Russian planes that took off from Belarus

The Ukrainian military said Russian warplanes that took off from Belarus had fired missiles at the Lviv region near the Polish border and four cruise missiles were shot down by Ukrainian air defences.

The western city has been relatively unscathed so far and serves as a haven for refugees and international aid agencies.

In Mariupol, Reuters journalists in Russian-held districts reached the Ilyich steelworks, one of two metals plants where defenders have held out in underground tunnels and bunkers. Moscow claimed to have captured it on Friday.

The factory was reduced to a ruin of twisted steel and blasted concrete, with no sign of defenders present. Several bodies of civilians lay scattered on nearby streets, including a woman in a pink parka and white shoes.

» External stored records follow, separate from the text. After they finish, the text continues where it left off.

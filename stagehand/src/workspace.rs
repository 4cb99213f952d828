//! Scratch copies of templates and kube configs.
//!
//! Copies outlive the process: later invocations of the same run load their
//! paths from state, so nothing here is removed on drop.

use std::fs;
use std::io;
use std::path::{Path, PathBuf};

use stagehand_common::{HarnessError, HarnessResult};
use tracing::{debug, info};

/// Copy the repository holding `examples_dir` into a fresh temp dir and
/// return the copied examples directory.
///
/// The whole root is copied so relative module sources such as
/// `../../modules/gke` still resolve inside the copy. Hidden entries and
/// local Terraform state are left behind.
pub fn copy_examples_to_temp(examples_dir: &Path) -> HarnessResult<PathBuf> {
    if !examples_dir.is_dir() {
        return Err(HarnessError::Config(format!(
            "template directory {} does not exist",
            examples_dir.display()
        )));
    }
    let examples_dir = examples_dir.canonicalize()?;
    let (Some(repo_root), Some(examples_name)) = (examples_dir.parent(), examples_dir.file_name())
    else {
        return copy_dir_to_temp(&examples_dir);
    };
    let copied_root = copy_dir_to_temp(repo_root)?;
    Ok(copied_root.join(examples_name))
}

/// Copy `source` into a fresh temp dir; returns the copy's path.
///
/// Hidden entries and local Terraform state are left behind.
pub fn copy_dir_to_temp(source: &Path) -> HarnessResult<PathBuf> {
    if !source.is_dir() {
        return Err(HarnessError::Config(format!(
            "template directory {} does not exist",
            source.display()
        )));
    }
    let root = tempfile::Builder::new()
        .prefix("stagehand-")
        .tempdir()?
        .keep();
    let name = source
        .file_name()
        .map_or_else(|| PathBuf::from("templates"), PathBuf::from);
    let dest = root.join(name);
    copy_tree(source, &dest)?;
    info!(from = %source.display(), to = %dest.display(), "Copied templates");
    Ok(dest)
}

fn copy_tree(source: &Path, dest: &Path) -> io::Result<()> {
    fs::create_dir_all(dest)?;
    for entry in fs::read_dir(source)? {
        let entry = entry?;
        let name = entry.file_name();
        if should_skip(&name.to_string_lossy()) {
            debug!(path = %entry.path().display(), "Skipping");
            continue;
        }
        let target = dest.join(&name);
        if entry.file_type()?.is_dir() {
            copy_tree(&entry.path(), &target)?;
        } else {
            fs::copy(entry.path(), &target)?;
        }
    }
    Ok(())
}

fn should_skip(name: &str) -> bool {
    name.starts_with('.') || name.ends_with(".tfstate") || name.ends_with(".tfstate.backup")
}

/// Copy the kube config at `source` to a temp file; returns its path.
///
/// A missing source yields an empty file for credential helpers to fill.
pub fn copy_kube_config_to_temp(source: Option<&Path>) -> HarnessResult<PathBuf> {
    let (_, path) = tempfile::Builder::new()
        .prefix("kubeconfig-")
        .tempfile()?
        .keep()
        .map_err(|e| HarnessError::Io(e.error))?;
    match source {
        Some(src) if src.is_file() => {
            fs::copy(src, &path)?;
            info!(from = %src.display(), to = %path.display(), "Copied kube config");
        }
        _ => info!(path = %path.display(), "No kube config to copy; starting empty"),
    }
    Ok(path)
}

/// Remove a file; already gone counts as removed.
pub fn remove_file_if_present(path: &Path) -> HarnessResult<()> {
    match fs::remove_file(path) {
        Ok(()) => Ok(()),
        Err(e) if e.kind() == io::ErrorKind::NotFound => {
            debug!(path = %path.display(), "Already removed");
            Ok(())
        }
        Err(e) => Err(e.into()),
    }
}
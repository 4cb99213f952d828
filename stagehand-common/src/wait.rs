//! Waits shared by scenarios: cluster membership and build completion.

use tracing::info;

use crate::collab::{BuildQuery, BuildStatus, ClusterQuery, Node};
use crate::errors::{HarnessError, HarnessResult};
use crate::retry::{Poll, Poller};

/// Poll until exactly `expected` nodes report ready.
pub fn wait_for_ready_nodes(
    cluster: &dyn ClusterQuery,
    expected: usize,
    poller: &Poller<'_>,
) -> HarnessResult<Vec<Node>> {
    let description = format!("wait for {expected} ready nodes");
    let nodes = poller.poll(&description, |_| -> HarnessResult<Poll<Vec<Node>>> {
        let nodes = cluster.list_nodes()?;
        let ready: Vec<Node> = nodes.iter().filter(|n| n.is_ready()).cloned().collect();
        if ready.len() == expected {
            Ok(Poll::Ready(ready))
        } else {
            Ok(Poll::not_ready(format!(
                "{} of {expected} nodes ready ({} registered)",
                ready.len(),
                nodes.len()
            )))
        }
    })?;
    info!(count = nodes.len(), "Cluster nodes ready");
    Ok(nodes)
}

/// Map one build observation onto the poll outcome.
///
/// Queued and working builds may still succeed; any other non-success
/// status is final.
pub fn classify_build(id: &str, status: &BuildStatus) -> HarnessResult<Poll<String>> {
    match status {
        BuildStatus::Success => Ok(Poll::Ready(id.to_string())),
        BuildStatus::Queued => Ok(Poll::not_ready("Build is queued")),
        BuildStatus::Working => Ok(Poll::not_ready("Build is executing")),
        BuildStatus::Other(raw) => Err(HarnessError::fatal(
            "cloud-build",
            format!("Build is not successful: build {id} ended with status {raw}"),
        )),
    }
}

/// Poll the most recent build of `trigger_id` until it succeeds; returns its id.
pub fn wait_for_successful_build(
    builds: &dyn BuildQuery,
    trigger_id: &str,
    poller: &Poller<'_>,
) -> HarnessResult<String> {
    let build_id = poller.poll("wait for build to complete", |_| -> HarnessResult<Poll<String>> {
        let listed = builds.list_builds_for_trigger(trigger_id)?;
        let Some(latest) = listed.first() else {
            return Ok(Poll::not_ready("Build hasn't been triggered"));
        };
        let build = builds.get_build(&latest.id)?;
        classify_build(&build.id, &build.status)
    })?;
    info!(build_id = %build_id, trigger_id, "Build succeeded");
    Ok(build_id)
}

Someone had spray-painted “mined” on a fence by an obliterated filling station. In a rare sign of life, one red car drove slowly down an otherwise empty street, the word “children” scrawled on a card taped to the windshield.

The Russian defence ministry said its troops had cleared the entire urban area of Mariupol of Ukrainian forces and had blockaded a few fighters in the Azovstal steelworks, RIA news agency said. It cited ministry spokesman Igor Konashenkov as saying that as of Saturday, Ukrainian forces in the city had lost more than 4,000 people.

The governor of Kharkiv province in the east said at least one person had been killed and 18 were injured in a missile strike.

In Mykolaiv, a city close to the southern front, Russia said it had struck a military vehicle repair factory.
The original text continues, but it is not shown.